Мышкин сразу вступил в спор:
— Товарищи, я тоже признаю, что никакие доводы и доказательства не проймут царских чиновников. Но поскольку суд все же состоится, мы должны воспользоваться им, чтобы через головы судей поговорить со своим народом. Мы не должны на суде ни оправдываться, ни защищаться, но мы должны оказать своему народу, за что мы боремся и с каким подлым, развращенным режимом мы боремся. Мы должны подбросить в костер революции свежую охапку хвороста. — Вдруг Мышкин перешел на шепот. — Товарищи, у меня к вам огромная просьба: доверьте мне произнести на суде краткую речь…
— Этих патентованных трусов, карьеристов и негодяев ничем не удивишь, — сказал Войнаральский.
— Верно, Порфирий Иванович, но я буду говорить не для них, а для народа, для пользы нашего дела.
— Пусть говорит Мышкин! — предложил Ковалик.
— А я ему набросок своей речи дам, — восторженно откликнулся незнакомый Мышкину молодой голос.
— Значит, согласны? — спросил Ипполит Никитич.
Его голос дрожал, в глазах всплеск радости, как у человека, который, наконец-то достиг давно желанного.
И молодежь, стоявшая по обеим сторонам забора, поняла, что именно он, Мышкин, сумеет донести до суда всю их боль, все их чаяния, все, что они передумали и перечувствовали в мрачных одиночках.
— Пусть говорит Мышкин!
Доверие товарищей растрогало Мышкина: он хотел поблагодарить их, сказать им, что речь уже давно сложилась у него в уме, он хотел тут же прочесть начало своей речи, но горло словно веревкой перетянуто.
Пришла на помощь Фрузя:
— Ипполит, напишите свою речь и передайте ее…
— Ковалику! — подхватил Войнаральский.
— Муравскому! Отцу Митрофану! — предложила одна из девушек.
— Рогачеву! — воскликнул Ковалик.
Послышался мощный бас Рогачева:
— Я предлагаю такую очередность. Мышкин
На этом закончилось тюремное собрание.
Мышкину дали бумагу, карандаши, и он приступил к работе. Правда, отвлекали стуки справа и слева, и на эти стуки надо было отвечать. Весь корпус принимал участие в составлении речи: каждый вносил в нее что-то свое. Получил Мышкин и труд Муравского, его «Безвыходное Положение». Это была толстая, хорошо сброшюрованная тетрадь. Убедительно и остроумно Муравский доказывал, что прокурор Желиховский, автор обвинительного акта, шулер, что все его обвинение основано на лжи и клевете.

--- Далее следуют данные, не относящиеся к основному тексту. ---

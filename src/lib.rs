//! Counterpress engine library.
//!
//! A deterministic, replayable resolution engine for a turn-based grid
//! football match: both sides submit a batch of moves privately, and once
//! both have committed, the resolver arbitrates all simultaneous movement
//! into one authoritative snapshot plus an animation-friendly frame list.

pub mod game;
pub mod movegen;
pub mod pitch;
pub mod resolve;
pub mod selfplay;
//! Turn resolution.
//!
//! Validates a committed batch of simultaneous moves, arbitrates possession
//! clashes, and resolves the batch into the next authoritative snapshot
//! plus an ordered frame sequence.

pub mod clash;
pub mod turn;
pub mod validate;

pub use clash::{draw_winner, resolve_possession, PossessionOutcome, RandomSource};
pub use turn::{resolve_turn, ResolveError, TurnOutcome};
pub use validate::{validate_batch, validate_move, ValidationError, ValidationReason};
//! Path computation.
//!
//! Computes the ordered cell sequence a move travels between its origin and
//! destination: Chebyshev stepping along per-axis unit directions, clamped
//! to the move kind's range, truncated at the first cell that is neither in
//! the field interior nor a goal-mouth cell legal for ball-moving kinds.

use crate::pitch::{MoveKind, Position};

/// Returns true if a path of the given kind may pass through `cell`.
///
/// PASS and SHOT may additionally enter the goal-mouth bands; general
/// movement is confined to the interior.
pub fn cell_reachable(cell: Position, kind: MoveKind) -> bool {
    cell.in_interior() || (kind.moves_ball() && cell.in_goal_mouth())
}

/// Computes the ordered path from `from` toward `to` for the given kind.
///
/// One cell is emitted per step, starting one step away from the origin.
/// The step count is the Chebyshev distance clamped to the kind's range.
/// The path truncates at the first unreachable cell: a shot aimed past the
/// boundary stops at the goal line rather than erroring, and later cells
/// are not emitted even if they would individually be legal.
pub fn move_path(from: Position, to: Position, kind: MoveKind) -> Vec<Position> {
    let (dx, dy) = from.step_toward(to);
    let steps = from.chebyshev(to).min(kind.range());

    let mut path = Vec::with_capacity(steps as usize);
    let mut cur = from;
    for _ in 0..steps {
        cur = cur.offset(dx, dy);
        if !cell_reachable(cur, kind) {
            break;
        }
        path.push(cur);
    }
    path
}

Работа Муравского привела Мышкина в восторг. Каждая строка «Безвыходного Положения», каждая фраза восстанавливали правду относительно событий и лиц, и это было очень важно, ибо Мышкин все же боялся, что личные испытания могут толкнуть его на путь преувеличений.

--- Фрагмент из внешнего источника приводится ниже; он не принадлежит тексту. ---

//! Shared identifiers, action vocabulary, and small utilities used across every
//! crate in the resolution-and-action core.
//!
//! Kept deliberately thin: each crate still owns its own error enum (see the
//! teacher's one-`thiserror`-enum-per-crate convention), this crate only hosts
//! what would otherwise be duplicated verbatim in three or more places.

use serde::{Deserialize, Serialize};
use uuid::Uuid;

/// Identifies one Session (C7) within a Parallel Coordinator (C8) run.
#[derive(Clone, Debug, Eq, PartialEq, Hash, Serialize, Deserialize)]
pub struct SessionId(pub String);

impl SessionId {
    pub fn new() -> Self {
        Self(Uuid::new_v4().to_string())
    }
}

impl Default for SessionId {
    fn default() -> Self {
        Self::new()
    }
}

impl std::fmt::Display for SessionId {
    fn fmt(&self, f: &mut std::fmt::Formatter<'_>) -> std::fmt::Result {
        write!(f, "{}", self.0)
    }
}

/// The closed set of action kinds the step parser can produce (spec.md §3).
///
/// `Unknown` is deliberately absent: it is a parse failure, not an action to
/// dispatch, and is represented by `ParseError` at the step-parser boundary.
#[derive(Clone, Copy, Debug, Eq, PartialEq, Hash, Serialize, Deserialize)]
pub enum ActionKind {
    Click,
    Fill,
    FillTextarea,
    Select,
    Check,
    Upload,
    Wait,
    Verify,
}

impl ActionKind {
    /// Wire/on-disk name used in the learning store (spec.md §6.2).
    pub fn wire_name(self) -> &'static str {
        match self {
            ActionKind::Click => "click",
            ActionKind::Fill => "fill",
            ActionKind::FillTextarea => "textarea",
            ActionKind::Select => "select",
            ActionKind::Check => "check",
            ActionKind::Upload => "upload",
            ActionKind::Wait => "wait",
            ActionKind::Verify => "verify",
        }
    }

    pub fn from_wire_name(name: &str) -> Option<Self> {
        Some(match name {
            "click" => ActionKind::Click,
            "fill" => ActionKind::Fill,
            "textarea" => ActionKind::FillTextarea,
            "select" => ActionKind::Select,
            "check" => ActionKind::Check,
            "upload" => ActionKind::Upload,
            "wait" => ActionKind::Wait,
            "verify" => ActionKind::Verify,
            _ => return None,
        })
    }
}

/// Row selection preference for the Placeholder/Data Consumer (C6).
#[derive(Clone, Copy, Debug, Eq, PartialEq, Serialize, Deserialize)]
#[serde(rename_all = "lowercase")]
pub enum RowPreference {
    Positive,
    Negative,
    Mixed,
}

impl RowPreference {
    pub fn accepts(self, scenario: Scenario) -> bool {
        matches!(
            (self, scenario),
            (RowPreference::Mixed, _)
                | (RowPreference::Positive, Scenario::Positive)
                | (RowPreference::Negative, Scenario::Negative)
        )
    }
}

/// The `Scenario Type` column of the data row CSV (spec.md §6.3).
#[derive(Clone, Copy, Debug, Eq, PartialEq, Serialize, Deserialize)]
pub enum Scenario {
    Positive,
    Negative,
}

impl Scenario {
    pub fn as_str(self) -> &'static str {
        match self {
            Scenario::Positive => "Positive",
            Scenario::Negative => "Negative",
        }
    }

    pub fn parse(raw: &str) -> Option<Self> {
        match raw.trim() {
            "Positive" => Some(Scenario::Positive),
            "Negative" => Some(Scenario::Negative),
            _ => None,
        }
    }
}

/// Normalize a raw target string into a Learning Store key.
///
/// Lowercases, collapses internal whitespace/punctuation runs to a single
/// `_`, per the GLOSSARY's "Normalized key" definition.
pub fn normalize_key(target: &str) -> String {
    let lowered = target.to_lowercase();
    let mut out = String::with_capacity(lowered.len());
    let mut pending_sep = false;
    for ch in lowered.chars() {
        if ch.is_alphanumeric() {
            if pending_sep && !out.is_empty() {
                out.push('_');
            }
            pending_sep = false;
            out.push(ch);
        } else {
            pending_sep = true;
        }
    }
    out
}

#[cfg(test)]
mod tests {
    use super::*;

    #[test]
    fn normalizes_whitespace_and_punctuation() {
        assert_eq!(normalize_key("Recently Viewed"), "recently_viewed");
        assert_eq!(
            normalize_key("Form 2: Sustainability Start"),
            "form_2_sustainability_start"
        );
        assert_eq!(normalize_key("  Loud   Spaces  "), "loud_spaces");
    }

    #[test]
    fn row_preference_accepts() {
        assert!(RowPreference::Mixed.accepts(Scenario::Positive));
        assert!(RowPreference::Mixed.accepts(Scenario::Negative));
        assert!(RowPreference::Positive.accepts(Scenario::Positive));
        assert!(!RowPreference::Positive.accepts(Scenario::Negative));
        assert!(RowPreference::Negative.accepts(Scenario::Negative));
        assert!(!RowPreference::Negative.accepts(Scenario::Positive));
    }

    #[test]
    fn action_kind_wire_round_trip() {
        for kind in [
            ActionKind::Click,
            ActionKind::Fill,
            ActionKind::FillTextarea,
            ActionKind::Select,
            ActionKind::Check,
            ActionKind::Upload,
            ActionKind::Wait,
            ActionKind::Verify,
        ] {
            assert_eq!(ActionKind::from_wire_name(kind.wire_name()), Some(kind));
        }
    }
}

18 октября 1877 года повели 193 человека в суд. Чуть ли не целый дивизион жандармов с шашками наголо окружил измученных, изнуренных юношей и девушек, из которых многие передвигались на костылях, многие еле ноги волочили, многие кашляли надрывно. Но все были возбуждены, взволнованы.

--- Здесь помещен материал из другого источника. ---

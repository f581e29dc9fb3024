//! A tiny TTL cache keyed by `(page_fingerprint, target, action)`, per
//! spec.md §4.4: "The adapter may cache results keyed by (page_fingerprint,
//! target, action) for a configurable TTL."

use std::collections::HashMap;
use std::time::{Duration, Instant};

use runner_core_types::ActionKind;

#[derive(Clone, Debug, Eq, PartialEq, Hash)]
pub struct CacheKey {
    pub page_fingerprint: String,
    pub target: String,
    pub action: ActionKind,
}

struct Entry {
    selector: Option<String>,
    expires_at: Instant,
}

pub struct TtlCache {
    ttl: Duration,
    entries: HashMap<CacheKey, Entry>,
}

impl TtlCache {
    pub fn new(ttl: Duration) -> Self {
        Self {
            ttl,
            entries: HashMap::new(),
        }
    }

    pub fn get(&mut self, key: &CacheKey) -> Option<Option<String>> {
        let now = Instant::now();
        match self.entries.get(key) {
            Some(entry) if entry.expires_at > now => Some(entry.selector.clone()),
            Some(_) => {
                self.entries.remove(key);
                None
            }
            None => None,
        }
    }

    pub fn put(&mut self, key: CacheKey, selector: Option<String>) {
        self.entries.insert(
            key,
            Entry {
                selector,
                expires_at: Instant::now() + self.ttl,
            },
        );
    }
}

Приветственные оклики, объятия, всхлипывания, слезы…
Странное шествие докатилось до здания суда и бурным потоком хлынуло в зал заседаний.
Суетятся приставы, нервничают жандармы, покрикивает толстый полковник.
Наконец разместили обвиняемых. 37 женщин усадили на скамьях для адвокатов; Мышкина, Войнаральского, Рогачева, Ковалика и Муравского устроили на особом возвышении, окруженном перилами, — эту клетку тут же прозвали «Голгофой»; остальные — на скамьях, предназначенных для публики.
— Суд идет! Встать!
Сияют звезды на шитых золотом мундирах, сверкают муаровые ленты, бренчат ордена. Сенаторы опустились в кресла, настороженно осмотрелись.
Кресла — глубокие, мягкие, а господам сенаторам неуютно. Совсем недавно они судили в этом же зале 50 человек, и один из них, бородатый мужик Петр Алексеев, занес над ними свой увесистый кулак и предрек им близкую кончину… «Ярмо деспотизма разлетится в прах…»
А эти подсудимые? Что готовят они? Сколько среди них Алексеевых? Неведомое беспокоит, угнетает, страх заползает в сердце… Потому-то так вежлив Ренненкампф, этот мордастый первоприсутствующий сенатор!
Первоприсутствующий приступил к опросу подсудимых о звании, вероисповедании, занятиях, летах…
— Ваше вероисповедание, обвиняемый Мышкин?
Прозвенел гибкий, бархатистый голос Мышкина:
— Я крещен без моего ведома по обрядам православной церкви.
На опросы ушло все утро. Председатель был сдержан, терпелив, а обвиняемые отвечали кратко, сухо.